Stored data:
——————————
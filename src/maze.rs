use std::collections::{HashSet, VecDeque};

use crate::constants::CLASSIC_LAYOUT;
use crate::error::LayoutError;
use crate::mover;
use crate::types::{Cell, Direction, Position, PursuerKind, TokenKind};

/// Walls never change after construction; the only mutation is a token cell
/// turning `Open` when consumed. Both token counters are kept in lockstep with
/// the cells so that `all_consumed` never has to scan the grid.
#[derive(Clone, Debug)]
pub struct Maze {
    width: i32,
    height: i32,
    cells: Vec<Cell>,
    pristine: Vec<Cell>,
    remaining_pellets: usize,
    remaining_power_pellets: usize,
}

impl Maze {
    /// Parses tile rows: `#` wall, `.` pellet, `o` power pellet, space open.
    /// Agent markers (`P`, `C`, `A`, `M`, `F`) are read as open cells.
    pub fn parse(text: &str) -> Result<Self, LayoutError> {
        let rows: Vec<&str> = text
            .lines()
            .map(|line| line.trim_end_matches('\r'))
            .filter(|line| !line.is_empty())
            .collect();
        let Some(first) = rows.first() else {
            return Err(LayoutError::Empty);
        };
        let width = first.chars().count();
        let mut cells = Vec::with_capacity(width * rows.len());
        for (row, line) in rows.iter().enumerate() {
            let found = line.chars().count();
            if found != width {
                return Err(LayoutError::RaggedRow {
                    row,
                    expected: width,
                    found,
                });
            }
            for (col, ch) in line.chars().enumerate() {
                let cell = match ch {
                    '#' => Cell::Wall,
                    '.' => Cell::Pellet,
                    'o' => Cell::PowerPellet,
                    ' ' | 'P' => Cell::Open,
                    other if PursuerKind::from_marker(other).is_some() => Cell::Open,
                    other => {
                        return Err(LayoutError::UnknownTile {
                            col,
                            row,
                            ch: other,
                        })
                    }
                };
                cells.push(cell);
            }
        }
        Ok(Self::from_cells(width as i32, rows.len() as i32, cells))
    }

    fn from_cells(width: i32, height: i32, cells: Vec<Cell>) -> Self {
        let remaining_pellets = cells.iter().filter(|c| **c == Cell::Pellet).count();
        let remaining_power_pellets = cells.iter().filter(|c| **c == Cell::PowerPellet).count();
        Self {
            width,
            height,
            pristine: cells.clone(),
            cells,
            remaining_pellets,
            remaining_power_pellets,
        }
    }

    pub fn width(&self) -> i32 {
        self.width
    }

    pub fn height(&self) -> i32 {
        self.height
    }

    pub fn in_bounds(&self, pos: Position) -> bool {
        pos.col >= 0 && pos.row >= 0 && pos.col < self.width && pos.row < self.height
    }

    fn index(&self, pos: Position) -> Option<usize> {
        if !self.in_bounds(pos) {
            return None;
        }
        Some((pos.row * self.width + pos.col) as usize)
    }

    pub fn cell(&self, pos: Position) -> Cell {
        self.index(pos)
            .and_then(|idx| self.cells.get(idx).copied())
            .unwrap_or(Cell::Wall)
    }

    pub fn is_wall(&self, pos: Position) -> bool {
        self.cell(pos) == Cell::Wall
    }

    pub fn token_at(&self, pos: Position) -> TokenKind {
        match self.cell(pos) {
            Cell::Pellet => TokenKind::Pellet,
            Cell::PowerPellet => TokenKind::PowerPellet,
            Cell::Wall | Cell::Open => TokenKind::None,
        }
    }

    pub fn consume_token(&mut self, pos: Position) -> TokenKind {
        let Some(idx) = self.index(pos) else {
            return TokenKind::None;
        };
        match self.cells[idx] {
            Cell::Pellet => {
                self.cells[idx] = Cell::Open;
                self.remaining_pellets = self.remaining_pellets.saturating_sub(1);
                TokenKind::Pellet
            }
            Cell::PowerPellet => {
                self.cells[idx] = Cell::Open;
                self.remaining_power_pellets = self.remaining_power_pellets.saturating_sub(1);
                TokenKind::PowerPellet
            }
            Cell::Wall | Cell::Open => TokenKind::None,
        }
    }

    pub fn remaining_pellet_count(&self) -> usize {
        self.remaining_pellets
    }

    pub fn remaining_power_pellet_count(&self) -> usize {
        self.remaining_power_pellets
    }

    pub fn all_consumed(&self) -> bool {
        self.remaining_pellets == 0 && self.remaining_power_pellets == 0
    }

    pub fn restore_tokens(&mut self) {
        self.cells.clone_from(&self.pristine);
        self.remaining_pellets = self.cells.iter().filter(|c| **c == Cell::Pellet).count();
        self.remaining_power_pellets = self
            .cells
            .iter()
            .filter(|c| **c == Cell::PowerPellet)
            .count();
    }

    /// Neighbouring cell in `dir`, wrapping columns at the left/right edges.
    /// Rows never wrap, so leaving the grid vertically yields `None`.
    pub fn neighbor(&self, pos: Position, dir: Direction) -> Option<Position> {
        let (dx, dy) = dir.delta();
        let row = pos.row + dy;
        if row < 0 || row >= self.height || self.width == 0 {
            return None;
        }
        let col = (pos.col + dx).rem_euclid(self.width);
        Some(Position::new(col, row))
    }

    pub fn tiles(&self) -> Vec<String> {
        self.cells
            .chunks(self.width.max(1) as usize)
            .map(|row| row.iter().map(|cell| cell.tile_char()).collect())
            .collect()
    }

    pub fn token_positions(&self) -> Vec<Position> {
        let mut out = Vec::new();
        for row in 0..self.height {
            for col in 0..self.width {
                let pos = Position::new(col, row);
                if self.token_at(pos) != TokenKind::None {
                    out.push(pos);
                }
            }
        }
        out
    }

    pub fn reachable_from(&self, start: Position) -> HashSet<Position> {
        let mut visited = HashSet::new();
        if self.is_wall(start) {
            return visited;
        }
        let mut queue = VecDeque::new();
        visited.insert(start);
        queue.push_back(start);
        while let Some(current) = queue.pop_front() {
            for dir in Direction::ALL {
                let Some(next) = self.neighbor(current, dir) else {
                    continue;
                };
                if self.is_wall(next) || !visited.insert(next) {
                    continue;
                }
                queue.push_back(next);
            }
        }
        visited
    }
}

#[derive(Clone, Copy, Debug, PartialEq, Eq)]
pub struct PursuerSpawn {
    pub kind: PursuerKind,
    pub origin: Position,
}

#[derive(Clone, Debug)]
pub struct Layout {
    pub maze: Maze,
    pub player_origin: Position,
    pub pursuers: Vec<PursuerSpawn>,
}

impl Layout {
    pub fn new(maze: Maze, player_origin: Position, pursuers: Vec<PursuerSpawn>) -> Self {
        Self {
            maze,
            player_origin,
            pursuers,
        }
    }

    /// Parses a maze whose agent origins are given by markers. Pursuers are
    /// created in reading order, which fixes their tick order.
    pub fn parse(text: &str) -> Result<Self, LayoutError> {
        let maze = Maze::parse(text)?;
        let mut player_origin = None;
        let mut pursuers = Vec::new();
        let rows = text
            .lines()
            .map(|line| line.trim_end_matches('\r'))
            .filter(|line| !line.is_empty());
        for (row, line) in rows.enumerate() {
            for (col, ch) in line.chars().enumerate() {
                let pos = Position::new(col as i32, row as i32);
                if ch == 'P' {
                    if player_origin.replace(pos).is_some() {
                        return Err(LayoutError::DuplicatePlayer);
                    }
                } else if let Some(kind) = PursuerKind::from_marker(ch) {
                    pursuers.push(PursuerSpawn { kind, origin: pos });
                }
            }
        }
        let player_origin = player_origin.ok_or(LayoutError::MissingPlayer)?;
        Ok(Self::new(maze, player_origin, pursuers))
    }

    pub fn classic() -> Result<Self, LayoutError> {
        Self::parse(CLASSIC_LAYOUT)
    }

    pub fn validate(&self) -> Result<(), LayoutError> {
        check_origin(&self.maze, "player", self.player_origin)?;
        for (idx, spawn) in self.pursuers.iter().enumerate() {
            let agent = format!("pursuer {idx} ({})", spawn.kind.label());
            check_origin(&self.maze, &agent, spawn.origin)?;
        }
        Ok(())
    }
}

fn check_origin(maze: &Maze, agent: &str, pos: Position) -> Result<(), LayoutError> {
    if !maze.in_bounds(pos) {
        return Err(LayoutError::OriginOutOfBounds {
            agent: agent.to_string(),
            col: pos.col,
            row: pos.row,
        });
    }
    if maze.is_wall(pos) {
        return Err(LayoutError::OriginInWall {
            agent: agent.to_string(),
            col: pos.col,
            row: pos.row,
        });
    }
    if mover::first_legal(maze, pos).is_none() {
        return Err(LayoutError::OriginEnclosed {
            agent: agent.to_string(),
            col: pos.col,
            row: pos.row,
        });
    }
    Ok(())
}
——————————
> DIRECTIONS:
Whenever a line above includes "else", copy it in full.

> RESPONSE TO THIS TASK:
        let Some(first) = rows.first() else {
        let Some(idx) = self.index(pos) else {
                let Some(next) = self.neighbor(current, dir) else {
                } else if let Some(kind) = PursuerKind::from_marker(ch) {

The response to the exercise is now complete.